Capone was under the watchful eye of the federal government since at least 1927. They wanted to end his illegal activities and “take him out.” J. Edgar Hoover, head of the FBI and his G-Men (notably Elliot Ness and the Untouchables) got most of the fame and glory for their work in doing so. They were viewed as machine gun toting, headline grabbing crime crusaders. (Their efforts were glamourized them in the 1960’s television series “The Untouchables.”) Through the Bureau of Prohibition, they targeted speakeasies, stills, and breweries. However, Capone’s illegal activities, as we now know, were far broader than illegal alcohol activities. Further, since the popularity of prohibition was waning, this would soon be a futile pursuit.

It was up to Irey. In the end it was the T-Men (“Treasury Men”) that took out Capone, not the G-Men. He was meticulous in evidence collecting, accounting, and the application of the tax code. Contrary to the high profile work of the G-Men that involved bloody shootouts and raids, Irey worked behind the scenes and was tight lipped about all his activities. On June 5, 1931 Capone was convicted of 22 counts of tax evasion based on the extensive work of the Irey and the T-Men. Capone was imprisoned in 1932 first in the Atlanta United States Penitentiary and then the Alcatraz Federal Penitentiary. Irey’s work ended Capone’s run as the most sought after crime boss in America – indeed “Public Enemy Number One.” (Capone was released in 1939 to a mental hospital due to failing health – neurosyphilis which lead to dementia. He died in 1947.) Building on their success in Chicago, they obtained 47 indictments inside New York City’s organized crime network. Evidence gathered by the unit led to the imprisonment of crime bosses including New York’s Charles “Lucky” Luciano, Kansas City’s Tom Pendergast and Atlantic City’s Enoch “Nucky” Johnson. Capone’s network of crime had been largely damaged and dismantled but it continued to operate, but in a disorganized state.

Power Vacuum

It seemed an ideal time for Yamamoto to expand the reach of the Toyo Club empire. Capone’s empire was in disarray. The retail drug business in the East was “open” with the exit of Capone. It was a perfect opportunity for Yamamoto to extend east. It was an opportunity that would not remain open long – it was still a business too lucrative for others to ignore.

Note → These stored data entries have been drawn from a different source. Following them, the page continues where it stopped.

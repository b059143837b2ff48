use serde::{Deserialize, Serialize};

use crate::rules::catalog::Severity;

/// Suite name used when a test case carries no container name.
pub const UNSPECIFIED_SUITE: &str = "<unspecified>";

/// Test name used when a test case carries no `name` attribute.
pub const UNKNOWN_TEST: &str = "<unknown>";

/// Message used when neither body text nor a `message` attribute exists.
pub const NO_MESSAGE: &str = "No failure message provided.";

/// One observed test failure.
///
/// Maps to an entry of the `failed` array in the JSON summary.
#[derive(Debug, Clone, PartialEq, Serialize, Deserialize)]
pub struct FailureRecord {
    pub suite: String,
    pub name: String,
    pub severity: Severity,
    /// Elapsed seconds. Never negative.
    pub time: f64,
    /// Single-line, whitespace-normalized description.
    pub message: String,
    #[serde(default, skip_serializing_if = "Option::is_none")]
    pub seed: Option<String>,
}

impl FailureRecord {
    /// Build a record with default severity and no seed.
    ///
    /// Empty suite/name fall back to their sentinels and the time is clamped
    /// to a finite, non-negative value.
    pub fn new(
        suite: impl Into<String>,
        name: impl Into<String>,
        time: f64,
        message: impl Into<String>,
    ) -> Self {
        let suite = suite.into();
        let name = name.into();
        Self {
            suite: if suite.is_empty() {
                UNSPECIFIED_SUITE.to_string()
            } else {
                suite
            },
            name: if name.is_empty() {
                UNKNOWN_TEST.to_string()
            } else {
                name
            },
            severity: Severity::default(),
            time: sanitize_time(time),
            message: message.into(),
            seed: None,
        }
    }

    pub fn key(&self) -> FailureKey {
        FailureKey {
            suite: self.suite.clone(),
            name: self.name.clone(),
        }
    }
}

/// Identity of a failure for correlation: `(suite, name)`.
#[derive(Debug, Clone, PartialEq, Eq, PartialOrd, Ord, Hash)]
pub struct FailureKey {
    pub suite: String,
    pub name: String,
}

/// Clamp negative, NaN and infinite times to zero.
pub fn sanitize_time(time: f64) -> f64 {
    if time.is_finite() && time > 0.0 {
        time
    } else {
        0.0
    }
}

/// Parse an elapsed-time attribute, defaulting to zero.
pub fn parse_time(raw: Option<&str>) -> f64 {
    raw.and_then(|value| value.trim().parse::<f64>().ok())
        .map(sanitize_time)
        .unwrap_or(0.0)
}
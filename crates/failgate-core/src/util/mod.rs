pub mod deterministic;
pub mod text;
//! Deterministic ordering helpers.
//!
//! These utilities enforce the stable ordering guarantees of the gate
//! summary. Identical inputs always produce identical outputs, regardless of
//! the order in which failures appeared in the report.

use std::cmp::Ordering;

use crate::failures::model::FailureRecord;

/// Total order over failures: `(severity_rank, suite, name)`.
///
/// Records that tie on all three keys are further ordered by message, time
/// and seed so that shuffled inputs still sort identically.
pub fn failure_order(a: &FailureRecord, b: &FailureRecord) -> Ordering {
    (a.severity.rank(), a.suite.as_str(), a.name.as_str())
        .cmp(&(b.severity.rank(), b.suite.as_str(), b.name.as_str()))
        .then_with(|| a.message.cmp(&b.message))
        .then_with(|| a.time.total_cmp(&b.time))
        .then_with(|| a.seed.cmp(&b.seed))
}

/// Sort failures deterministically by `(severity_rank, suite, name)`.
///
/// This ordering is part of the summary contract and must not change
/// without a schema version bump.
pub fn sort_failures(failures: &mut [FailureRecord]) {
    failures.sort_by(failure_order);
}
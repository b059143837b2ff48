pub mod model;

pub use model::{FailureKey, FailureRecord};
//! Message normalization helpers.

/// Collapse every run of whitespace (including line breaks) into one space.
pub fn normalize_whitespace(text: &str) -> String {
    text.split_whitespace().collect::<Vec<_>>().join(" ")
}

/// First line of `text` that is not blank, trimmed.
pub fn first_nonblank_line(text: &str) -> Option<&str> {
    text.lines().map(str::trim).find(|line| !line.is_empty())
}

/// Truncate to at most `limit` characters, marking the cut with `…`.
pub fn truncate_chars(text: &str, limit: usize) -> String {
    if text.chars().count() <= limit {
        return text.to_string();
    }
    if limit == 0 {
        return String::new();
    }
    let mut out: String = text.chars().take(limit - 1).collect();
    out.push('…');
    out
}

/// Make a value safe to place inside a Markdown table cell.
pub fn escape_table_cell(text: &str) -> String {
    normalize_whitespace(text).replace('|', "\\|")
}
//! Sequential tar archive access with direction checking.
//!
//! A [`TarStream`] is either write-only or read-only for its lifetime.
//! Two record kinds exist: named metadata blobs (JSON descriptors) and
//! file records whose header is derived from a [`FileMetaRecord`]. The
//! cumulative [`TarStream::size`] counts payload bytes only; it is the
//! basis for cube fullness decisions.

use std::io::{self, Read, Write};

use crate::error::{FreezeError, FreezeResult};
use crate::fileinfo::FileMetaRecord;

const BLOCK_SIZE: u64 = 512;

/// A named metadata record read back from an archive.
#[derive(Debug, Clone, PartialEq)]
pub struct MetadataRecord {
    /// The record name from the tar header.
    pub name: String,
    /// The record payload, buffered in full.
    pub data: Vec<u8>,
}

enum Inner<T: Write> {
    Writer(tar::Builder<T>),
    Reader(T),
}

/// Sequential archive writer/reader over POSIX tar.
pub struct TarStream<T: Write> {
    inner: Inner<T>,
    payload_bytes: u64,
}

impl<T: Write> TarStream<T> {
    /// Cumulative payload bytes written, excluding tar headers and padding.
    pub fn size(&self) -> u64 {
        self.payload_bytes
    }

    fn direction(attempted: &'static str, mode: &'static str) -> FreezeError {
        FreezeError::Direction { attempted, mode }
    }
}

impl<W: Write> TarStream<W> {
    /// Creates a write-only stream over `dest`.
    pub fn writer(dest: W) -> Self {
        Self {
            inner: Inner::Writer(tar::Builder::new(dest)),
            payload_bytes: 0,
        }
    }

    /// Writes a metadata record with the given name and verbatim payload.
    /// Returns the payload bytes written.
    pub fn write_metadata(&mut self, name: &str, data: &[u8]) -> FreezeResult<u64> {
        let builder = match &mut self.inner {
            Inner::Writer(builder) => builder,
            Inner::Reader(_) => return Err(Self::direction("write", "read-only")),
        };
        let mut header = tar::Header::new_gnu();
        header.set_entry_type(tar::EntryType::Regular);
        header.set_path(name)?;
        header.set_size(data.len() as u64);
        header.set_mode(0o644);
        header.set_cksum();
        builder.append(&header, data)?;
        self.payload_bytes += data.len() as u64;
        Ok(data.len() as u64)
    }

    /// Writes a file record whose header is derived from `meta` and whose
    /// payload is streamed from `source`. Returns the payload bytes copied.
    pub fn write_file<R: Read>(&mut self, meta: &FileMetaRecord, source: R) -> FreezeResult<u64> {
        let builder = match &mut self.inner {
            Inner::Writer(builder) => builder,
            Inner::Reader(_) => return Err(Self::direction("write", "read-only")),
        };
        let mut header = tar::Header::new_gnu();
        header.set_entry_type(if meta.is_dir {
            tar::EntryType::Directory
        } else {
            tar::EntryType::Regular
        });
        header.set_path(&meta.name)?;
        header.set_size(meta.size);
        header.set_mode(meta.mode);
        header.set_mtime(meta.mod_time.timestamp().max(0) as u64);
        header.set_cksum();

        let mut source = CountingReader { inner: source, read: 0 };
        builder.append(&header, &mut source)?;
        self.payload_bytes += source.read;
        Ok(source.read)
    }

    /// Finalizes the archive footer (two zero blocks) and returns the
    /// underlying writer.
    pub fn finish(self) -> FreezeResult<W> {
        match self.inner {
            Inner::Writer(builder) => Ok(builder.into_inner()?),
            Inner::Reader(_) => Err(Self::direction("finish", "read-only")),
        }
    }
}

impl<R: Read + Write> TarStream<R> {
    /// Creates a read-only stream over `source`.
    pub fn reader(source: R) -> Self {
        Self {
            inner: Inner::Reader(source),
            payload_bytes: 0,
        }
    }

    /// Reads the next record, returning its name and buffered payload.
    /// Returns `None` once the archive footer is reached.
    pub fn read_metadata(&mut self) -> FreezeResult<Option<MetadataRecord>> {
        let source = match &mut self.inner {
            Inner::Reader(source) => source,
            Inner::Writer(_) => return Err(Self::direction("read", "write-only")),
        };
        let (name, data, size) = {
            let mut archive = tar::Archive::new(&mut *source);
            let mut entries = archive.entries()?;
            let mut entry = match entries.next() {
                Some(entry) => entry?,
                None => return Ok(None),
            };
            let name = entry.path()?.to_string_lossy().into_owned();
            let size = entry.header().size()?;
            let mut data = Vec::with_capacity(size as usize);
            entry.read_to_end(&mut data)?;
            (name, data, size)
        };
        skip_padding(source, size)?;
        Ok(Some(MetadataRecord { name, data }))
    }

    /// Reads the next record, streaming its payload into `dest` and
    /// returning the stat from its header. Returns `None` at the footer.
    pub fn read_file<W: Write>(&mut self, dest: &mut W) -> FreezeResult<Option<FileMetaRecord>> {
        let source = match &mut self.inner {
            Inner::Reader(source) => source,
            Inner::Writer(_) => return Err(Self::direction("read", "write-only")),
        };
        let (meta, size) = {
            let mut archive = tar::Archive::new(&mut *source);
            let mut entries = archive.entries()?;
            let mut entry = match entries.next() {
                Some(entry) => entry?,
                None => return Ok(None),
            };
            let header = entry.header();
            let meta = FileMetaRecord {
                name: entry.path()?.to_string_lossy().into_owned(),
                size: header.size()?,
                mode: header.mode()? & 0o7777,
                mod_time: chrono::DateTime::from_timestamp(header.mtime()? as i64, 0)
                    .unwrap_or(chrono::DateTime::UNIX_EPOCH),
                is_dir: header.entry_type().is_dir(),
                sys: None,
            };
            io::copy(&mut entry, dest)?;
            let size = meta.size;
            (meta, size)
        };
        skip_padding(source, size)?;
        Ok(Some(meta))
    }
}

/// Consumes the zero padding that aligns a record payload to the next
/// 512-byte block boundary.
fn skip_padding<R: Read>(source: &mut R, payload: u64) -> io::Result<()> {
    let pad = (BLOCK_SIZE - payload % BLOCK_SIZE) % BLOCK_SIZE;
    if pad > 0 {
        let mut limited = source.take(pad);
        io::copy(&mut limited, &mut io::sink())?;
    }
    Ok(())
}

struct CountingReader<R> {
    inner: R,
    read: u64,
}

impl<R: Read> Read for CountingReader<R> {
    fn read(&mut self, buf: &mut [u8]) -> io::Result<usize> {
        let n = self.inner.read(buf)?;
        self.read += n as u64;
        Ok(n)
    }
}

#[cfg(test)]
mod tests {
    use std::io::Cursor;

    use super::*;

    #[test]
    fn metadata_round_trip() {
        let mut stream = TarStream::writer(Vec::new());
        let n = stream.write_metadata("test", b"{\"k\":1}").unwrap();
        assert_eq!(n, 7);
        assert_eq!(stream.size(), 7);
        let bytes = stream.finish().unwrap();

        let mut stream = TarStream::reader(Cursor::new(bytes));
        let record = stream.read_metadata().unwrap().unwrap();
        assert_eq!(record.name, "test");
        assert_eq!(record.data, b"{\"k\":1}");
        assert!(stream.read_metadata().unwrap().is_none());
    }

    #[test]
    fn file_round_trip_preserves_stat() {
        let meta = FileMetaRecord::synthetic("payload.bin", 5);
        let mut stream = TarStream::writer(Vec::new());
        let n = stream.write_file(&meta, &b"12345"[..]).unwrap();
        assert_eq!(n, 5);
        let bytes = stream.finish().unwrap();

        let mut stream = TarStream::reader(Cursor::new(bytes));
        let mut payload = Vec::new();
        let read = stream.read_file(&mut payload).unwrap().unwrap();
        assert_eq!(read.name, "payload.bin");
        assert_eq!(read.size, 5);
        assert_eq!(read.mode, 0o644);
        assert_eq!(payload, b"12345");
    }

    #[test]
    fn mixed_records_in_sequence() {
        let mut stream = TarStream::writer(Vec::new());
        stream.write_metadata("first", b"aaaa").unwrap();
        let meta = FileMetaRecord::synthetic("blob", 3);
        stream.write_file(&meta, &b"xyz"[..]).unwrap();
        stream.write_metadata("last", b"bb").unwrap();
        assert_eq!(stream.size(), 4 + 3 + 2);
        let bytes = stream.finish().unwrap();

        let mut stream = TarStream::reader(Cursor::new(bytes));
        assert_eq!(stream.read_metadata().unwrap().unwrap().name, "first");
        let mut payload = Vec::new();
        assert_eq!(
            stream.read_file(&mut payload).unwrap().unwrap().name,
            "blob"
        );
        assert_eq!(stream.read_metadata().unwrap().unwrap().name, "last");
        assert!(stream.read_metadata().unwrap().is_none());
    }

    #[test]
    fn size_counts_payload_bytes_only() {
        let mut stream = TarStream::writer(Vec::new());
        stream.write_metadata("m", &[0u8; 100]).unwrap();
        assert_eq!(stream.size(), 100);
        let bytes = stream.finish().unwrap();
        // On disk: header block + padded payload block + footer.
        assert!(bytes.len() as u64 > 100);
    }

    #[test]
    fn reading_a_writer_fails_with_direction_error() {
        let mut stream = TarStream::writer(Cursor::new(Vec::new()));
        match stream.read_metadata() {
            Err(FreezeError::Direction { attempted, mode }) => {
                assert_eq!(attempted, "read");
                assert_eq!(mode, "write-only");
            }
            other => panic!("expected direction error, got {other:?}"),
        }
    }

    #[test]
    fn writing_a_reader_fails_with_direction_error() {
        let mut stream = TarStream::reader(Cursor::new(Vec::new()));
        assert!(matches!(
            stream.write_metadata("x", b"y"),
            Err(FreezeError::Direction { .. })
        ));
        assert!(matches!(
            stream.write_file(&FileMetaRecord::synthetic("x", 0), &b""[..]),
            Err(FreezeError::Direction { .. })
        ));
    }

    #[test]
    fn reader_at_end_of_input_returns_none() {
        let mut stream = TarStream::reader(Cursor::new(Vec::new()));
        assert!(stream.read_metadata().unwrap().is_none());
    }
}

Yamamoto did not pursue this. This was surprising to many. It was perhaps a $50 million/year opportunity (in today’s dollars, $10 billion). How could Yamamoto resist?

Certainly expanding East would be difficult. Further, just managing the wholesale business, if it ceded the retail business would be difficult, as it would have to build relationships with the new players filling the retail void. A “turf war” would be inevitable. It would be a messy and bloody conflict with what remained of the Capone Empire. Finally, Yamamoto’s moral objection to the dirty drug business weighed on him heavily, regardless of how lucrative the business was financially.

All most as fast as the opium business was built, Yamamoto dismantled it. In addition to closing down the wholesale business, he slowed the west coast retail drug business; He would no longer be the source of so much pain and suffering of drug addicts in the Japanese American community.

By 1932, the Toyo Club had largely exited the opium business.